Loops are a fundamental programming concept that allow you to repeat code multiple times without duplicating it. In R, a loop has the following structure:

for (i in 1:4){
  print(i)
}
## [1] 1
## [1] 2
## [1] 3
## [1] 4

This consists of two parts:

  • The for statement, which tells R to start a loop.
  • The code block within the curly braces {} that contains the code to be repeated.

The for statement should be read as: “for each element in the sequence 1 to 4, assign that element to the variable i, and then run the code block”. Therefore, this code is equivalent to:

print(1)
print(2)
print(3)
print(4)
## [1] 1
## [1] 2
## [1] 3
## [1] 4

But it’s much easier to maintain! Imagine having to do 86 iterations: you would need to copy paste the code 85 times every time you want to update something. Using loops, you don’t need to copy-paste a thing, leading to fewer errors.

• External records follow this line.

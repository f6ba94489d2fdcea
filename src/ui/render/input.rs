use crate::ui::model::{DEFAULT_WIDTH, Focus, INPUT_BLOCK_LINES, Model};
use crate::ui::render::styles::{
    STYLE_CARET, STYLE_DISABLED, STYLE_INPUT_BOX, STYLE_LABEL, STYLE_PLACEHOLDER, style_token,
};
use crate::ui::render::util::truncate_plain;

const TOKEN_CLOSE: &str = " ×";
const OPEN_MARK: &str = "▾";

fn token_text(m: &Model, item: &serde_json::Value) -> String {
    format!("{}{TOKEN_CLOSE}", truncate_plain(&m.label(item), 24))
}

/// Columns taken by the token strip in front of the search box, box padding
/// included.
pub fn token_strip_width(m: &Model) -> usize {
    let tokens: usize = m
        .select
        .selected()
        .as_slice()
        .iter()
        .map(|item| token_text(m, item).chars().count() + 1)
        .sum();
    2 + tokens
}

fn render_search(m: &Model) -> String {
    if m.focus != Focus::Search {
        return m.input.clone();
    }
    let chars: Vec<char> = m.input.chars().collect();
    let caret = m.caret.min(chars.len());
    let before: String = chars[..caret].iter().collect();
    let under = chars.get(caret).map_or(" ".to_string(), char::to_string);
    let after: String = chars.get(caret + 1..).map_or(String::new(), |s| s.iter().collect());
    format!("{before}{}{after}", STYLE_CARET.render(&under))
}

fn placeholder(m: &Model) -> String {
    STYLE_PLACEHOLDER.render(m.select.placeholder().unwrap_or(""))
}

fn multiple_content(m: &Model) -> String {
    let theme = m.select.config().theme.as_str();
    let mut parts: Vec<String> = m
        .select
        .selected()
        .as_slice()
        .iter()
        .enumerate()
        .map(|(i, item)| {
            let active = m.select.active_token() == Some(i);
            style_token(theme, active).render(&token_text(m, item))
        })
        .collect();
    if m.input.is_empty() && m.select.selected().is_empty() && !m.select.is_open() {
        parts.push(placeholder(m));
    } else {
        let mut search = render_search(m);
        if let Some(width) = m.search_width {
            // the search box never grows past its computed width
            if m.input.chars().count() >= width as usize {
                search = truncate_plain(&m.input, width as usize);
            }
        }
        parts.push(search);
    }
    parts.join(" ")
}

fn single_content(m: &Model) -> String {
    if m.select.is_open() {
        return format!("> {}", render_search(m));
    }
    let shown = match m.select.selected().single() {
        Some(item) if !m.select.is_empty() => STYLE_LABEL.render(&m.label(item)),
        _ => placeholder(m),
    };
    format!("{shown} {OPEN_MARK}")
}

pub fn render_input_block(m: &Model) -> Vec<String> {
    let inner = if m.select.is_multiple() {
        multiple_content(m)
    } else {
        single_content(m)
    };
    let inner = if m.select.is_control_disabled() {
        STYLE_DISABLED.render(&inner)
    } else {
        inner
    };
    let box_width = if m.screen_width >= 2 {
        m.screen_width - 2
    } else {
        DEFAULT_WIDTH
    };
    let w_i32: i32 = box_width.try_into().unwrap_or(i32::MAX);
    let block = STYLE_INPUT_BOX.clone().width(w_i32).render(&inner);
    let mut out: Vec<String> = block.lines().map(str::to_string).collect();
    out.truncate(INPUT_BLOCK_LINES);
    while out.len() < INPUT_BLOCK_LINES {
        out.push(String::new());
    }
    out
}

While loops can be a perfectly fine way of doing repeated work, most R programmers prefer not to use loops, but instead use functions such as lapply() and map(). However, for this you will need to know how to write functions.

Functions

Basic Functions

A function is an R object that’s essentially a shortcut to run a bit of code. Usually, a function takes an argument (the input), and returns an output. The argument is always provided within parentheses. The sqrt() function, for example, takes a number as its argument and returns the square root of that number.

sqrt(4)
## [1] 2

The beauty of functions is that they allow you to define a set of operations in one place, and re-use it as often as you want. If you then need to update the operations, all you need to do is update the function, instead of hunting down every instance of the operations throughout your script.

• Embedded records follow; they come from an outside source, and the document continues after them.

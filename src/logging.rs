//! Tracing subscriber setup for the `pick` binary.
//!
//! The terminal belongs to the picker while it runs, so logs only go to the
//! file given with `--log`.
//!
//! # Filter priority (highest to lowest)
//!
//! 1. `PICK_LOG` env var (directives such as `pick=trace,warn`)
//! 2. `RUST_LOG` env var
//! 3. `-v` count: none → `warn`, one → `info`, two → `debug`, more → `trace`

use crate::error::{Error, Result};
use std::fs::OpenOptions;
use std::path::Path;
use std::sync::Mutex;
use tracing::Level;
use tracing_subscriber::fmt;
use tracing_subscriber::prelude::*;
use tracing_subscriber::EnvFilter;

pub const LOG_ENV: &str = "PICK_LOG";

/// Default level for a number of `-v` flags.
pub fn level_for(verbose: u8) -> Level {
    match verbose {
        0 => Level::WARN,
        1 => Level::INFO,
        2 => Level::DEBUG,
        _ => Level::TRACE,
    }
}

fn build_env_filter(verbose: u8) -> EnvFilter {
    // an unparseable PICK_LOG falls through instead of failing
    if let Ok(directives) = std::env::var(LOG_ENV) {
        if let Ok(filter) = EnvFilter::try_new(&directives) {
            return filter;
        }
    }
    if let Ok(filter) = EnvFilter::try_from_default_env() {
        return filter;
    }
    let level = level_for(verbose);
    EnvFilter::try_new(level.to_string()).unwrap_or_else(|_| EnvFilter::new("warn"))
}

/// Install the global subscriber, appending to `path`.
pub fn init_file(path: &Path, verbose: u8) -> Result<()> {
    let file = OpenOptions::new()
        .create(true)
        .append(true)
        .open(path)
        .map_err(|e| Error::io(path, e))?;
    let fmt_layer = fmt::layer()
        .with_writer(Mutex::new(file))
        .with_ansi(false)
        .with_target(true)
        .with_level(true);
    tracing_subscriber::registry()
        .with(build_env_filter(verbose))
        .with(fmt_layer)
        .try_init()
        .map_err(|e| Error::Config(format!("logging already initialized: {e}")))?;
    tracing::debug!(path = %path.display(), "logging to file");
    Ok(())
}

#[cfg(test)]
mod tests {
    use super::*;

    #[test]
    fn verbosity_levels() {
        assert_eq!(level_for(0), Level::WARN);
        assert_eq!(level_for(1), Level::INFO);
        assert_eq!(level_for(2), Level::DEBUG);
        assert_eq!(level_for(7), Level::TRACE);
    }

    #[test]
    fn unwritable_log_path_is_io_error() {
        let err = init_file(Path::new("/definitely/not/here/pick.log"), 0).unwrap_err();
        assert!(matches!(err, Error::Io { .. }));
    }
}
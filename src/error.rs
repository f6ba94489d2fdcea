//! Error types for the selection controller.

use std::path::PathBuf;

/// Result type alias for controller operations.
pub type Result<T> = std::result::Result<T, Error>;

/// Errors raised while binding or driving a select.
///
/// All of them are fatal and raised synchronously where detected. Item-level
/// conditions (clicking a disabled item, an empty collection) are not errors.
#[derive(Debug, thiserror::Error)]
pub enum Error {
    /// Repeat, source, mapping or disable expression does not parse.
    #[error("Expected expression in form of '_item_ in _collection_[ track by _id_]' but got '{expression}': {message}")]
    ExpressionSyntax { expression: String, message: String },

    /// The bound collection resolved to something that is not a sequence.
    #[error("Expected an array but got '{found}'")]
    InvalidSource { found: String },

    /// The bound value does not have the shape required by the select mode.
    #[error("Expected model value to be array but got '{found}'")]
    TypeMismatch { found: String },

    /// A collaborator structure the controller relies on is missing.
    #[error("Expected {expected} but got '{found}'")]
    Structural { expected: String, found: usize },

    /// Invalid configuration value.
    #[error("Invalid configuration: {0}")]
    Config(String),

    /// File I/O error.
    #[error("I/O error on '{path}': {source}")]
    Io {
        path: PathBuf,
        #[source]
        source: std::io::Error,
    },

    /// Malformed JSON input.
    #[error("Invalid JSON: {0}")]
    Json(#[from] serde_json::Error),

    /// The terminal front end could not start or stopped abnormally.
    #[error("Terminal UI error: {0}")]
    Terminal(String),
}

impl Error {
    /// Create an expression syntax error.
    pub fn syntax(expression: impl Into<String>, message: impl Into<String>) -> Self {
        Self::ExpressionSyntax {
            expression: expression.into(),
            message: message.into(),
        }
    }

    /// Create an invalid source error for the offending value.
    pub fn invalid_source(found: &serde_json::Value) -> Self {
        Self::InvalidSource {
            found: found.to_string(),
        }
    }

    /// Create a type mismatch error for the offending bound value.
    pub fn type_mismatch(found: &serde_json::Value) -> Self {
        Self::TypeMismatch {
            found: found.to_string(),
        }
    }

    /// Create a structural error.
    pub fn structural(expected: impl Into<String>, found: usize) -> Self {
        Self::Structural {
            expected: expected.into(),
            found,
        }
    }

    /// Create an I/O error.
    pub fn io(path: impl Into<PathBuf>, source: std::io::Error) -> Self {
        Self::Io {
            path: path.into(),
            source,
        }
    }
}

Let’s say I have a report, where I run the same model many times, each time with different variables:

library(tidyverse)

df <- tibble(y = rnorm(50),x1 = rnorm(50),x2 = rnorm(50), x3 = rnorm(50))

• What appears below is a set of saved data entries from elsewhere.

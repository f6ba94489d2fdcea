//! Search box key handling and highlight scrolling.

use super::Select;
use crate::error::{Error, Result};
use crate::keys::{Key, KeyEvent};

/// Result of offering a key to a handler.
#[derive(Debug, Clone, Copy, PartialEq, Eq)]
pub enum Outcome {
    /// The key was consumed; `prevent_default` tells the host to swallow it.
    Handled { prevent_default: bool },
    Pass,
}

impl Outcome {
    pub fn is_handled(self) -> bool {
        matches!(self, Outcome::Handled { .. })
    }
}

/// Vertical placement of one choice row, in the same units as the viewport.
#[derive(Debug, Clone, Copy, PartialEq, Eq)]
pub struct RowGeometry {
    pub top: i32,
    pub height: i32,
}

/// The scrollable container holding the choice rows.
pub trait ChoicesViewport {
    fn row_count(&self) -> usize;
    fn row(&self, index: usize) -> Option<RowGeometry>;
    fn viewport_height(&self) -> i32;
    fn scroll_top(&self) -> i32;
    fn set_scroll_top(&mut self, top: i32);
}

/// Rows stacked top to bottom, with optional non-selectable lines (group
/// headers) between them.
#[derive(Debug, Clone, Default, PartialEq, Eq)]
pub struct RowLayout {
    rows: Vec<RowGeometry>,
    bottom: i32,
    viewport_height: i32,
    scroll_top: i32,
}

impl RowLayout {
    pub fn new(viewport_height: i32) -> Self {
        RowLayout {
            viewport_height,
            ..RowLayout::default()
        }
    }

    /// `count` rows of equal `height` with no headers.
    pub fn uniform(count: usize, height: i32, viewport_height: i32) -> Self {
        let mut layout = RowLayout::new(viewport_height);
        for _ in 0..count {
            layout.push_row(height);
        }
        layout
    }

    pub fn push_row(&mut self, height: i32) {
        self.rows.push(RowGeometry {
            top: self.bottom,
            height,
        });
        self.bottom += height;
    }

    pub fn push_header(&mut self, height: i32) {
        self.bottom += height;
    }

    /// Total content height.
    pub fn content_height(&self) -> i32 {
        self.bottom
    }

    pub fn set_viewport_height(&mut self, height: i32) {
        self.viewport_height = height;
    }

    /// Drop all rows, keeping the viewport and its scroll offset.
    pub fn clear_rows(&mut self) {
        self.rows.clear();
        self.bottom = 0;
    }
}

impl ChoicesViewport for RowLayout {
    fn row_count(&self) -> usize {
        self.rows.len()
    }

    fn row(&self, index: usize) -> Option<RowGeometry> {
        self.rows.get(index).copied()
    }

    fn viewport_height(&self) -> i32 {
        self.viewport_height
    }

    fn scroll_top(&self) -> i32 {
        self.scroll_top
    }

    fn set_scroll_top(&mut self, top: i32) {
        self.scroll_top = top;
    }
}

type Handler = fn(&mut Select, KeyEvent, usize) -> bool;

// first handler that applies wins
const HANDLERS: &[Handler] = &[token_navigation, dropdown_navigation];

impl Select {
    /// Key pressed in the search box with the caret at `caret`.
    pub fn handle_key(
        &mut self,
        event: KeyEvent,
        caret: usize,
        viewport: &mut dyn ChoicesViewport,
    ) -> Result<Outcome> {
        if self.destroyed {
            return Ok(Outcome::Pass);
        }
        let handled = HANDLERS.iter().any(|handler| handler(self, event, caret));
        tracing::trace!(key = ?event.key, caret, handled, "search key");
        if event.key.is_vertical() && !self.state.items().is_empty() {
            self.ensure_highlight_visible(viewport)?;
        }
        if !handled {
            return Ok(Outcome::Pass);
        }
        Ok(Outcome::Handled {
            prevent_default: event.key != Key::Tab,
        })
    }

    /// Scroll `viewport` so the active row is fully visible.
    pub fn ensure_highlight_visible(&self, viewport: &mut dyn ChoicesViewport) -> Result<()> {
        let rows = viewport.row_count();
        if rows == 0 {
            return Err(Error::structural("at least one choice row", rows));
        }
        let Some(row) = viewport.row(self.state.active_index) else {
            return Ok(());
        };
        let scroll = viewport.scroll_top();
        let pos_y = row.top + row.height - scroll;
        let height = viewport.viewport_height();
        if pos_y > height {
            viewport.set_scroll_top(scroll + pos_y - height);
        } else if pos_y < row.height {
            if self.is_grouped() && self.state.active_index == 0 {
                // keep the first group header visible
                viewport.set_scroll_top(0);
            } else {
                viewport.set_scroll_top(scroll - (row.height - pos_y));
            }
        }
        Ok(())
    }
}

// Multiple mode: move between tokens with the caret at the start of the search box.
fn token_navigation(s: &mut Select, event: KeyEvent, caret: usize) -> bool {
    if !s.config.multiple || !event.key.is_horizontal() {
        return false;
    }
    if caret > 0 || (!s.state.search.is_empty() && event.key == Key::Right) {
        return false;
    }
    s.close(false);

    let last = s.state.selected.len() as isize - 1;
    let curr = s.state.active_token.map_or(-1, |i| i as isize);
    let next = match event.key {
        Key::Left if curr >= 0 => Some(curr - 1),
        Key::Left => Some(last),
        Key::Right if curr < 0 || curr == last => {
            s.activate(None, false);
            None
        }
        Key::Right => Some(curr + 1),
        Key::Backspace if curr >= 0 => {
            s.remove_token(curr as usize);
            Some(curr - 1)
        }
        Key::Backspace => Some(last),
        Key::Delete if curr >= 0 => {
            s.remove_token(curr as usize);
            Some(curr)
        }
        _ => None,
    };

    let len = s.state.selected.len();
    s.state.active_token = match next {
        Some(i) if len > 0 => Some(i.clamp(0, len as isize - 1) as usize),
        _ => None,
    };
    true
}

fn dropdown_navigation(s: &mut Select, event: KeyEvent, _caret: usize) -> bool {
    let len = s.state.items().len();
    if len == 0 {
        return false;
    }
    let closed_multiple = !s.state.open && s.config.multiple;
    match event.key {
        Key::Down if closed_multiple => s.activate(None, true),
        Key::Down => {
            if s.state.active_index + 1 < len {
                s.state.active_index += 1;
            }
        }
        Key::Up if closed_multiple => s.activate(None, true),
        Key::Up => {
            s.state.active_index = s.state.active_index.saturating_sub(1);
        }
        Key::Tab => {
            if !s.config.multiple || s.state.open {
                let item = s.state.active_item().cloned();
                s.select(item.as_ref(), true);
            }
        }
        Key::Enter => {
            if s.state.open {
                let item = s.state.active_item().cloned();
                s.select(item.as_ref(), false);
            } else {
                s.activate(None, true);
            }
        }
        Key::Esc => s.close(false),
        _ => return false,
    }
    true
}

#[cfg(test)]
mod tests {
    use super::super::tests::select;
    use super::super::Selected;
    use super::*;
    use crate::config::Config;
    use crate::expr::RepeatExpr;
    use crate::registry::GroupBy;
    use serde_json::{json, Value};

    fn press(s: &mut Select, key: Key, caret: usize, vp: &mut RowLayout) -> Outcome {
        s.handle_key(KeyEvent::new(key), caret, vp).unwrap()
    }

    fn layout_for(s: &Select) -> RowLayout {
        RowLayout::uniform(s.items().len(), 1, 2)
    }

    fn with_tokens(n: usize) -> Select {
        let (_c, mut s) = select(true);
        for _ in 0..n {
            let item = s.items()[0].clone();
            s.select(Some(&item), false);
        }
        s
    }

    fn token_ids(s: &Select) -> Vec<i64> {
        s.selected().as_slice().iter().filter_map(|p| p["id"].as_i64()).collect()
    }

    #[test]
    fn up_down_sequences_stay_in_bounds() {
        let sequences: [&[Key]; 4] = [
            &[Key::Up, Key::Up, Key::Down],
            &[Key::Down; 9],
            &[Key::Down, Key::Down, Key::Up, Key::Up, Key::Up, Key::Down],
            &[Key::End, Key::Down, Key::Down, Key::Up, Key::Char('a'), Key::Down],
        ];
        for len in [1usize, 2, 4, 7] {
            for multiple in [false, true] {
                for keys in sequences {
                    let people: Vec<Value> = (0..len).map(|i| json!({"id": i})).collect();
                    let repeat = RepeatExpr::parse("p in people").unwrap();
                    let config = Config::default().with_multiple(multiple);
                    let mut s = Select::new(config, repeat, json!({"people": people})).unwrap();
                    let mut vp = layout_for(&s);
                    s.activate(None, false);
                    assert_eq!(s.active_index(), 0);
                    // stepwise reference: down stops at the last row, up at the first
                    let mut expected = 0usize;
                    for &key in keys {
                        press(&mut s, key, 0, &mut vp);
                        match key {
                            Key::Down => expected = (expected + 1).min(len - 1),
                            Key::Up => expected = expected.saturating_sub(1),
                            _ => {}
                        }
                        assert!(s.active_index() < len, "len {len}, keys {keys:?}");
                        assert_eq!(s.active_index(), expected, "len {len}, keys {keys:?}");
                    }
                }
            }
        }
    }

    #[test]
    fn tab_selects_without_preventing_default() {
        let (_c, mut s) = select(false);
        let mut vp = layout_for(&s);
        s.activate(None, false);
        press(&mut s, Key::Down, 0, &mut vp);
        assert_eq!(press(&mut s, Key::Tab, 0, &mut vp), Outcome::Handled { prevent_default: false });
        assert_eq!(s.selected().single().map(|p| p["id"].clone()), Some(json!(2)));
        assert!(!s.is_open());
        // tab selected with skip-focus-return
        assert!(s.run_due().is_empty());
    }

    #[test]
    fn enter_opens_then_selects_and_escape_closes() {
        let (_c, mut s) = select(true);
        let mut vp = layout_for(&s);
        assert!(press(&mut s, Key::Enter, 0, &mut vp).is_handled());
        assert!(s.is_open());
        assert_eq!(press(&mut s, Key::Enter, 0, &mut vp), Outcome::Handled { prevent_default: true });
        assert_eq!(s.selected().len(), 1);
        assert!(!s.is_open());
        press(&mut s, Key::Down, 0, &mut vp);
        assert!(s.is_open());
        press(&mut s, Key::Esc, 0, &mut vp);
        assert!(!s.is_open());
    }

    #[test]
    fn keys_pass_without_items() {
        let repeat = RepeatExpr::parse("p in people").unwrap();
        let mut s = Select::new(Config::default(), repeat, json!({"people": []})).unwrap();
        let mut vp = RowLayout::new(5);
        assert_eq!(press(&mut s, Key::Down, 0, &mut vp), Outcome::Pass);
        assert_eq!(press(&mut s, Key::Char('x'), 0, &mut vp), Outcome::Pass);
    }

    #[test]
    fn backspace_removes_active_token_and_moves_left() {
        let mut s = with_tokens(2);
        let mut vp = layout_for(&s);
        let first = s.selected().as_slice()[0].clone();
        s.state.active_token = Some(1);
        assert!(press(&mut s, Key::Backspace, 0, &mut vp).is_handled());
        assert_eq!(s.selected(), &Selected::Multiple(vec![first]));
        assert_eq!(s.active_token(), Some(0));
    }

    #[test]
    fn backspace_without_active_token_highlights_last() {
        let mut s = with_tokens(3);
        let mut vp = layout_for(&s);
        press(&mut s, Key::Backspace, 0, &mut vp);
        assert_eq!(s.active_token(), Some(2));
        assert_eq!(s.selected().len(), 3);
    }

    #[test]
    fn token_navigation_needs_caret_at_start() {
        let mut s = with_tokens(2);
        let mut vp = layout_for(&s);
        s.activate(None, false);
        assert_eq!(press(&mut s, Key::Left, 3, &mut vp), Outcome::Pass);
        assert!(s.is_open());
        s.set_search("a");
        assert_eq!(press(&mut s, Key::Right, 0, &mut vp), Outcome::Pass);
        assert!(press(&mut s, Key::Left, 0, &mut vp).is_handled());
        assert!(!s.is_open());
        assert_eq!(s.active_token(), Some(1));
    }

    #[test]
    fn left_right_walk_tokens_and_right_past_last_opens() {
        let mut s = with_tokens(3);
        let mut vp = layout_for(&s);
        press(&mut s, Key::Left, 0, &mut vp);
        press(&mut s, Key::Left, 0, &mut vp);
        press(&mut s, Key::Left, 0, &mut vp);
        press(&mut s, Key::Left, 0, &mut vp);
        assert_eq!(s.active_token(), Some(0));
        press(&mut s, Key::Right, 0, &mut vp);
        assert_eq!(s.active_token(), Some(1));
        press(&mut s, Key::Right, 0, &mut vp);
        assert_eq!(s.active_token(), Some(2));
        press(&mut s, Key::Right, 0, &mut vp);
        assert_eq!(s.active_token(), None);
        assert!(s.is_open());
    }

    #[test]
    fn delete_removes_and_stays() {
        let mut s = with_tokens(3);
        let mut vp = layout_for(&s);
        assert_eq!(token_ids(&s), [1, 2, 3]);
        s.state.active_token = Some(1);
        press(&mut s, Key::Delete, 0, &mut vp);
        assert_eq!(token_ids(&s), [1, 3]);
        assert_eq!(s.active_token(), Some(1));
        press(&mut s, Key::Delete, 0, &mut vp);
        assert_eq!(token_ids(&s), [1]);
        assert_eq!(s.active_token(), Some(0));
        press(&mut s, Key::Delete, 0, &mut vp);
        assert!(s.selected().is_empty());
        assert_eq!(s.active_token(), None);
        // nothing active: delete does nothing but is still consumed
        assert!(press(&mut s, Key::Delete, 0, &mut vp).is_handled());
    }

    #[test]
    fn scrolls_active_row_into_view() {
        let (_c, mut s) = select(false);
        let mut vp = RowLayout::uniform(4, 1, 2);
        s.activate(None, false);
        press(&mut s, Key::Down, 0, &mut vp);
        assert_eq!(vp.scroll_top(), 0);
        press(&mut s, Key::Down, 0, &mut vp);
        assert_eq!(vp.scroll_top(), 1);
        press(&mut s, Key::Down, 0, &mut vp);
        assert_eq!(vp.scroll_top(), 2);
        press(&mut s, Key::Up, 0, &mut vp);
        press(&mut s, Key::Up, 0, &mut vp);
        assert_eq!(vp.scroll_top(), 1);
        press(&mut s, Key::Up, 0, &mut vp);
        assert_eq!(vp.scroll_top(), 0);
    }

    #[test]
    fn grouped_scroll_up_to_first_row_reveals_header() {
        let people: Vec<Value> = (0..6).map(|i| json!({"id": i, "team": "X"})).collect();
        let scope = json!({ "people": people });
        let repeat = RepeatExpr::parse("p in people").unwrap();
        let mut s = Select::new(Config::default(), repeat, scope)
            .unwrap()
            .with_group_by(GroupBy::Field("team".into()));
        assert_eq!(s.groups().map(|g| g.len()), Some(1));

        let mut vp = RowLayout::new(3);
        vp.push_header(1);
        for _ in 0..6 {
            vp.push_row(1);
        }
        s.activate(None, false);
        for _ in 0..5 {
            press(&mut s, Key::Down, 0, &mut vp);
        }
        assert!(vp.scroll_top() > 0);
        while s.active_index() > 0 {
            press(&mut s, Key::Up, 0, &mut vp);
        }
        assert_eq!(vp.scroll_top(), 0);
    }

    #[test]
    fn empty_viewport_is_a_structural_error() {
        let (_c, mut s) = select(false);
        let mut vp = RowLayout::new(3);
        s.activate(None, false);
        let err = s.handle_key(KeyEvent::new(Key::Down), 0, &mut vp).unwrap_err();
        assert!(matches!(err, Error::Structural { found: 0, .. }));
    }
}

# lots of code in between...

lm(y ~ x1, data = df)

# lots of code in between...

lm(y ~ x2, data = df)

# lots of code in between...

lm(y ~ x3, data = df)

# lots of code in between...

lm(y ~ x1 + x2 + x3 , data = df)
## 
## Call:
## lm(formula = y ~ x1, data = df)
## 
## Coefficients:
## (Intercept)           x1  
##    -0.01446     -0.16611  
## 
## 
## Call:
## lm(formula = y ~ x2, data = df)
## 
## Coefficients:
## (Intercept)           x2  
##    -0.03567     -0.09095  
## 
## 
## Call:
## lm(formula = y ~ x3, data = df)
## 
## Coefficients:
## (Intercept)           x3  
##    -0.03327      0.01276  
## 
## 
## Call:
## lm(formula = y ~ x1 + x2 + x3, data = df)
## 
## Coefficients:
## (Intercept)           x1           x2           x3  
##    -0.01480     -0.17073     -0.08891      0.02352

If I now want to slightly change the model (e.g. use robust standard errors), I would have to find the places the model is used, and change it each time. Instead, I can put the model code in a function:

my_model <- function(independent_variable){

  results <- lm(formula = reformulate(independent_variable, response = "y"), data = df)

  return(results)
}

This has the following structure: - The function statement tells R to create a function. It also list the arguments the function takes. In this case just one: independent_variable, which should be passed a string (that reformulate() can convert to a formula). - The code block within the curly braces {} contains the code that will be run when the function is called. It ends with the return() function, which tells R what to return as output of the function. This will be printed to to the console, or can be assigned to an object.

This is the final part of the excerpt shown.